Frequency Domain Analysis

The data were re-segmented to an integer number of 3 Hz cycles during the testing sequence, i.e., 59 cyles of 0.3334 s, for a total of 19.67 s, and averaged within each condition for each participant. A FFT was computed on the data from each electrode, transforming the data from the time-domain to a frequency-domain spectrum (frequency resolution of 0.05 Hz; range 0 to 256 Hz) in the form of normalized amplitude (µV).

To determine significance of a response at the frequencies of interest and their harmonics at the group level, Z-scores (Z = (x-baseline)/standard deviation of the baseline) were computed from the grand-averaged amplitude spectra, using a baseline range of about 1 Hz around the frequency bin of interest (x), i.e., the twenty bins closest to the frequency of interest, excluding the immediately adjacent bins39, 56, 57. This was done for the amplitude spectra averaged across all 128 channels, to discover significant responses across the whole scalp, as well as for the ROI where the maximal response was predicted (i.e., the MO ROI for the 6 Hz response and harmonics, and the ROT ROI for the 3 Hz response), to ascertain the range of significant harmonic responses across conditions. A response was considered to be significant if Z > 2.32, i.e., p < 0.01.

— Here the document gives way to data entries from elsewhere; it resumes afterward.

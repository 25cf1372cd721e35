//! CREATE and DROP statements for tables and sequences.

use crate::dialect::Dialect;
use crate::engine::Engine;
use crate::error::Result;
use crate::schema::Table;

/// `CREATE TABLE` for `table`.
#[must_use]
pub fn create_table_sql(table: &Table, dialect: &dyn Dialect) -> String {
    let mut parts: Vec<String> = table
        .column_defs()
        .iter()
        .map(|def| {
            let mut col = format!("{} {}", def.name, dialect.render_type(&def.ty));
            if !def.nullable {
                col.push_str(" NOT NULL");
            }
            col
        })
        .collect();

    let pk: Vec<&str> = table
        .column_defs()
        .iter()
        .filter(|def| def.primary_key)
        .map(|def| def.name.as_str())
        .collect();
    if !pk.is_empty() {
        parts.push(format!("PRIMARY KEY ({})", pk.join(", ")));
    }

    for fk in table.foreign_keys() {
        parts.push(format!(
            "FOREIGN KEY ({}) REFERENCES {} ({})",
            fk.column, fk.ref_table, fk.ref_column
        ));
    }

    format!("CREATE TABLE {} ({})", table.fullname(), parts.join(", "))
}

/// `DROP TABLE` for `table`.
#[must_use]
pub fn drop_table_sql(table: &Table) -> String {
    format!("DROP TABLE {}", table.fullname())
}

impl Table {
    /// Creates the table, and its sequences where the dialect has them.
    ///
    /// # Errors
    ///
    /// Returns the engine's error when a statement fails.
    pub fn create(&self, engine: &mut dyn Engine) -> Result<()> {
        if engine.dialect().supports_sequences() {
            for def in self.column_defs() {
                if let Some(seq) = def.sequence.as_ref().filter(|s| !s.optional) {
                    let sql = format!(
                        "CREATE SEQUENCE {} START WITH {} INCREMENT BY {}",
                        seq.name, seq.start, seq.increment
                    );
                    engine.execute(&sql, &[])?;
                }
            }
        }
        let sql = create_table_sql(self, engine.dialect());
        tracing::info!(table = %self.fullname(), "Creating table");
        tracing::debug!(sql = %sql, "Executing DDL");
        engine.execute(&sql, &[])?;
        Ok(())
    }

    /// Drops the table, and its sequences where the dialect has them.
    ///
    /// # Errors
    ///
    /// Returns the engine's error when a statement fails.
    pub fn drop_table(&self, engine: &mut dyn Engine) -> Result<()> {
        tracing::info!(table = %self.fullname(), "Dropping table");
        engine.execute(&drop_table_sql(self), &[])?;
        if engine.dialect().supports_sequences() {
            for def in self.column_defs() {
                if let Some(seq) = def.sequence.as_ref().filter(|s| !s.optional) {
                    engine.execute(&format!("DROP SEQUENCE {}", seq.name), &[])?;
                }
            }
        }
        Ok(())
    }
}

#[cfg(test)]
mod tests {
    use super::*;
    use crate::dialect::GenericDialect;
    use crate::schema::ColumnDef;
    use crate::types::SqlType;

    #[test]
    fn test_create_table_sql() {
        let t = Table::new(
            "addresses",
            vec![
                ColumnDef::new("address_id", SqlType::Integer).primary_key(),
                ColumnDef::new("user_id", SqlType::Integer).references("users.user_id"),
                ColumnDef::new("email_address", SqlType::varchar(40)).not_null(),
            ],
        );
        assert_eq!(
            create_table_sql(&t, &GenericDialect::new()),
            "CREATE TABLE addresses (address_id INTEGER NOT NULL, user_id INTEGER, \
             email_address VARCHAR(40) NOT NULL, PRIMARY KEY (address_id), \
             FOREIGN KEY (user_id) REFERENCES users (user_id))"
        );
    }
}
//! Error types for the SQLite engine.

use clausemap_core::EngineError;
use thiserror::Error;

/// Errors raised while talking to SQLite.
#[derive(Debug, Error)]
pub enum SqliteError {
    /// Database error from sqlx.
    #[error("Database error: {0}")]
    Database(#[from] sqlx::Error),

    /// The blocking runtime could not be started.
    #[error("Runtime error: {0}")]
    Runtime(#[from] std::io::Error),
}

impl From<SqliteError> for EngineError {
    fn from(err: SqliteError) -> Self {
        Self::driver(err)
    }
}

/// Result type for SQLite operations.
pub type Result<T> = std::result::Result<T, SqliteError>;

Quantification of the response was performed for each participant over each ROI by summing the significant harmonics of the adaptation response at 3 Hz and the stimulus-presentation response at 6 Hz separately, after accounting for variations in baseline noise across the frequency spectrum by applying a baseline-subtraction (i.e., a signal-noise subtraction, SNS)39. The baseline period was the same as for the Z-score computation, using twenty bins, except that here the maximum and minimum bin were excluded. Additionally, for a display emphasizing the proportion of signal not accounted for by the noise, this baseline was divided from the signal of interest, i.e., the signal-to-noise ratio (SNR) was calculated (e.g., refs 13 and 56). For display at the group level, the SNS and SNR spectra were each averaged across participants.

Statistical comparisons of the three experimental conditions were performed separately for identity-specific (3 Hz) and stimulus-presentation (6 Hz) responses with two-way repeated measures analyses of variance tests (ANOVAs), with factors of condition (upright, average, inverted) and region (LOT, MO, ROT). A Greenhouse-Geisser correction was applied to the degrees of freedom when Mauchly’s test of sphericity was significant.

Temporal Evolution of the Adaptation Effect

In order to investigate the temporal evolution of the significant 3 Hz response over time, the pre-preprocessed (re-referenced) data were segmented arbitrarily into 3.33 s pieces, subsisting of three pieces for the adapting baseline and six pieces for the testing sequence (see Results). These pieces were averaged in time before a FFT was applied (frequency resolution: 0.3 Hz). A SNR baseline-correction was applied: given the lower frequency resolution, the baseline noise, defined as about 1.5 Hz around the signal of interest, constituted four bins after excluding the local maximum and minimum amplitude bins; a Z-score was computed using only the four adjacent frequency bins to the bin of interest.

Time-Domain Analysis

Refererenced preprocessed data were more conservatively low-pass filtered above 30 Hz with a fourth-order, zero-phase Butterworth filter, as is common in traditional ERP analyses (e.g., ref. 58). The data were segmented into non-overlapping 1 s epochs within each 20 s testing sequence; this led to 152 epochs per condition, averaged per participant.